Stored data entries
-=-=-=-=-

//! 预订引擎
//!
//! # 模块结构
//!
//! - [`schedule`] - 排期解析 (特殊日期覆盖、闭店日)
//! - [`occupancy`] - 时段占用聚合
//! - [`allocator`] - 桌台分配 (贪心 + 单桌回退)
//! - [`availability`] - 可用性投影 (读侧)
//! - [`service`] - 持久化流程编排
//!
//! schedule / occupancy / allocator / availability 都是纯函数，
//! 输入为不可变的 [`crate::db::models::BookingConfig`] 快照。

pub mod allocator;
pub mod availability;
pub mod code;
pub mod error;
pub mod occupancy;
pub mod schedule;
pub mod service;

pub use allocator::{Allocation, AllocationError, allocate};
pub use availability::{DayAvailability, SlotAvailability};
pub use error::BookingError;
pub use occupancy::SlotOccupancy;
pub use schedule::DaySchedule;
pub use service::BookingService;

-=-=-=-=-

#### EXERCISE
Which of the lines above hold the word "occupancy"? Copy each one.

#### SOLUTION TO THIS EXERCISE
//! - [`occupancy`] - 时段占用聚合
//! schedule / occupancy / allocator / availability 都是纯函数，
pub mod occupancy;
pub use occupancy::SlotOccupancy;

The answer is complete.